Tree Life è  fabbricato con materiali riciclati e riciclabili, può essere facilmente montato e smontato anche in aree difficilmente raggiungibili con mezzi pesanti, può essere smaltito in modo sostenibile alla fine della propria vita utile ed ha un costo di produzione, installazione e manutenzione decisamente inferiore rispetto ai generatori convenzionali.

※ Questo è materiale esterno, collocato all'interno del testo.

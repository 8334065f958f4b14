use crate::Primitive;

/// Enum with possible abort strategies for the automatic k-selection (elbow search).
/// After each evaluated k, the strategy decides whether raising k any further is still worth it.
/// When it aborts, the result for the previous k is returned.
#[derive(Clone, Copy, Debug)]
pub enum AbortStrategy<T: Primitive> {
    /// Abort as soon as the reduction in average distance gained by the new k is smaller than
    /// `tolerance` times the new average distance.
    /// ## Fields:
    /// - **tolerance**: Relative tolerance (e.g. `0.1` for 10%)
    RelativeImprovement { tolerance: T },
    /// Abort as soon as the reduction in average distance gained by the new k is not larger than
    /// `threshold`.
    /// ## Fields:
    /// - **threshold**: Absolute threshold, used to detect an improvement (`improvement > threshold`)
    NoImprovement { threshold: T },
}
impl<T: Primitive> Default for AbortStrategy<T> {
    fn default() -> Self {
        AbortStrategy::RelativeImprovement { tolerance: T::from(0.1).unwrap_or_else(T::zero) }
    }
}
impl<T: Primitive> AbortStrategy<T> {
    pub(crate) fn create_logic(&self) -> Box<dyn AbortStrategyLogic<T>> {
        match *self {
            AbortStrategy::RelativeImprovement { tolerance } => Box::new(RelativeImprovementLogic {
                tolerance,
                prev_error: T::infinity(),
            }),
            AbortStrategy::NoImprovement { threshold } => Box::new(NoImprovementLogic {
                threshold,
                prev_error: T::infinity(),
            }),
        }
    }
}

pub(crate) trait AbortStrategyLogic<T: Primitive> {
    /// Function that has to be called once a new k was evaluated.
    /// ## Arguments
    /// - **error**: The average distance of the result for the new k
    /// ## Returns
    /// - **true** if the search should continue
    /// - **false** if the search should abort
    fn next(&mut self, error: T) -> bool;
}


pub(crate) struct RelativeImprovementLogic<T: Primitive> {
    tolerance: T,
    prev_error: T,
}
impl<T: Primitive> AbortStrategyLogic<T> for RelativeImprovementLogic<T> {
    fn next(&mut self, error: T) -> bool {
        let improvement = self.prev_error - error;
        self.prev_error = error;
        !(improvement < self.tolerance * error)
    }
}


pub(crate) struct NoImprovementLogic<T: Primitive> {
    threshold: T,
    prev_error: T,
}
impl<T: Primitive> AbortStrategyLogic<T> for NoImprovementLogic<T> {
    fn next(&mut self, error: T) -> bool {
        let improvement = self.prev_error - error;
        self.prev_error = error;
        improvement > self.threshold
    }
}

LE FONTI DI ENERGIA ALTERNATIVE E RINNOVABILI

“Alternative” perchè diverse rispetto alle classiche utilizzate.
“Rinnovabili” perchè sono offerte dalla natura e non si esauriscono (come invece succede al tanto conosciuto e fruttato petrolio).
Vediamo le fonti di energia alternative e rinnovabili protagoniste del Tree Life:

  energia fotovoltaica (dal sole); l'energia fotovoltaica è una forma di energia alternativa (come quella eolica, marina, energia da biomasse ecc...ecc...), fa parte delle energie rinnovabili e deriva dalla trasformazione dell'energia proveniente dalle radiazioni solari, in energia elettrica. Lo sfruttamento di questo tipo di energia deriva dall'utilizzo di impianti (o sistemi) fotovoltaici. L'impianto fotovoltaico è composto da un determinato numero di pannelli fotovoltaici (in base alle esigenze del cliente) a loro volta formati da moduli fotovoltaici. Un modulo è formato da 36 celle in silicio (a seconda delle necessità, si utilizza: silicio monocristallino, policristallino o silicio amorfo) che trasformano la luce del sole in energia elettrica

  energia eolica (dal vento); L'energia eolica è un'energia abbondante, pulita, rinnovabile, che non richiede una superficie di terra elevata e non produce gas serra durante il funzionamento. L'energia eolica è la conversione dell'energia del vento in energia elettrica e utilizzabile. Il tutto grazie all'utilizzo di aerogeneratori e mulini a vento.

  energia idrica/idroelettrica (dall'acqua); L’energia idroelettrica sfrutta la trasformazione dell'energia potenziale gravitazionale posseduta da una certa massa d'acqua ad una certa quota, in energia cinetica al superamento di un certo dislivello, questa energia viene poi tramutata in energia elettrica tramite un alternatore e una turbina.

Eccovi spiegato un altro piccolo passo verso un'energia che porti benessere a tutti noi e non danneggi l'ambiente.